6月 19, 2022 18:19 Asia/Tokyo

前回からは、カーシャーンのアーガーボゾルグ・モスクと神学校をご紹介しています。カーシャーンは、イラン独自の美しく伝統的な建築と通風塔の存在で知られた町であり、その至る所に、美しい建物が見られます。

カーシャーンのアーガーボゾルグ・モスク

 

今回はまず、カーシャーンにあるアーガーボゾルグと呼ばれるモスクと神学校についてご紹介しましょう。
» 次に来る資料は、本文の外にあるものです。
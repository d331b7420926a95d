use std::io::{BufRead, BufReader, Read, Write};
use std::net::{TcpListener, TcpStream};
use std::sync::Arc;
use std::sync::atomic::{AtomicUsize, Ordering};
use std::thread;
use std::time::Duration;

/// Blocking HTTP/1.1 upstream on an ephemeral port.
///
/// Keeps connections alive, echoes the request body and stamps each response
/// with `x-connection: <n>` (1-based accept order). `x-delay-ms` delays the
/// response.
pub struct TestUpstream {
    port: u16,
    accepted: Arc<AtomicUsize>,
    open: Arc<AtomicUsize>,
}

impl TestUpstream {
    pub fn start() -> Self {
        let listener = TcpListener::bind("127.0.0.1:0").expect("failed to bind upstream");
        let port = listener.local_addr().expect("no local addr").port();
        let accepted = Arc::new(AtomicUsize::new(0));
        let open = Arc::new(AtomicUsize::new(0));

        let counters = (Arc::clone(&accepted), Arc::clone(&open));
        thread::spawn(move || {
            let (accepted, open) = counters;
            for stream in listener.incoming() {
                let Ok(stream) = stream else { continue };
                let number = accepted.fetch_add(1, Ordering::SeqCst) + 1;
                open.fetch_add(1, Ordering::SeqCst);

                let open = Arc::clone(&open);
                thread::spawn(move || {
                    serve(stream, number);
                    open.fetch_sub(1, Ordering::SeqCst);
                });
            }
        });

        Self {
            port,
            accepted,
            open,
        }
    }

    pub fn port(&self) -> u16 {
        self.port
    }

    pub fn url(&self, path: &str) -> String {
        format!("http://127.0.0.1:{}{}", self.port, path)
    }

    /// Connections accepted so far.
    pub fn accepted(&self) -> usize {
        self.accepted.load(Ordering::SeqCst)
    }

    /// Connections the client has not closed yet.
    pub fn open(&self) -> usize {
        self.open.load(Ordering::SeqCst)
    }
}

fn serve(stream: TcpStream, number: usize) {
    let Ok(write_half) = stream.try_clone() else {
        return;
    };
    let mut reader = BufReader::new(stream);
    let mut writer = write_half;

    loop {
        let mut headers = Vec::new();
        loop {
            let mut line = String::new();
            match reader.read_line(&mut line) {
                Ok(0) | Err(_) => return,
                Ok(_) => {}
            }
            let line = line.trim_end().to_string();
            if line.is_empty() {
                break;
            }
            headers.push(line);
        }

        let header = |name: &str| {
            headers.iter().skip(1).find_map(|line| {
                let (key, value) = line.split_once(':')?;
                key.trim()
                    .eq_ignore_ascii_case(name)
                    .then(|| value.trim().to_string())
            })
        };

        let length = header("content-length")
            .and_then(|v| v.parse::<usize>().ok())
            .unwrap_or(0);
        let mut body = vec![0u8; length];
        if reader.read_exact(&mut body).is_err() {
            return;
        }

        if let Some(ms) = header("x-delay-ms").and_then(|v| v.parse::<u64>().ok()) {
            thread::sleep(Duration::from_millis(ms));
        }

        let head = format!(
            "HTTP/1.1 200 OK\r\nx-connection: {number}\r\ncontent-length: {}\r\n\r\n",
            body.len()
        );
        if writer.write_all(head.as_bytes()).is_err() || writer.write_all(&body).is_err() {
            return;
        }
    }
}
カーシャーンのアーガーボゾルグ・モスクと神学校は、イランでも最も美しいモスクのひとつであり、イランイスラム建築の傑作とされ、この地域の砂漠性の気候に合わせた構造やデザインで建設されています。この建物は、イランの乾燥した熱帯地域にある他の建物と同じように、中庭に自然が溢れており、それによって、緑の不足が補われ、心地よい空間と爽やかな空気をもたらしています。

 

カーシャーンのアーガーボゾルグ・モスク

 

アーガーボゾルグ・モスクと神学校は、18世紀の優れた学者であった、アーガーボゾルグにちなんで名づけられました。これらの建物は、19世紀にハージ・モハンマド・タギー・ハーンバーンという慈善家の出資により、集団礼拝や宗教学に関する講座や議論の場として利用することを目的に、建設されました。建物には非常に興味深い設計が用いられており、他のモスクには見られない特徴を生み出しています。モスクは2階建てで、どちらの階からも、広々とした美しい中庭を見渡すことができるようになっています。モスクに入ると、まず壮麗なドームが、2本のミナレットと共に目に入ります。下の階にも部屋があり、中庭の四方を囲むようにして部屋が配置されています。それらの部屋は神学生の学び舎となっています。上の階と下の階は2つの階段によって結ばれており、その階段は、中庭に入ってもすぐには見えないようになっています。

 

カーシャーンのアーガーボゾルグ・モスク

 

アーガーボゾルグモスクの壮大なドームは、レンガ造りになっていて、8本の柱で支えられ、二重構造になっています。内側のドームは、壁で支えられており、外側のドームは、ドームを大きく見せるためのもので、金で覆われています。ドームの上にあるレンガでできた光を採り入れるための窓、壁のいたるところに飾られたコーランの節、礼拝所の美しくシンプルな漆喰細工、神秘的な美しさをかもし出す中庭や部屋、これらはいつまで見ていても、決して見飽きることがありません。

 

カーシャーンのアーガーボゾルグ・モスク

 

モスクの概観とその建築においては、シンメトリーが重要な役割を果たしています。目的もなく作られた余分な空間は一切ありません。カーシャーンは、昼と夜の気温差が比較的大きいため、イラン人の芸術家たちは、地元の建築資材を利用することで、その気温差や強風による問題を解決するための最良の方法をあみだしました。その作業は非常に困難なものでしたが、その芸術と独創性は、見る者の目を惹き付けています。アーガーボゾルグモスクには、3つの礼拝所があり、それによってモスクと神学校がつながっています。建物全体はレンガで造られており、そこに用いられている装飾が、この建物に独特の魅力を添えています。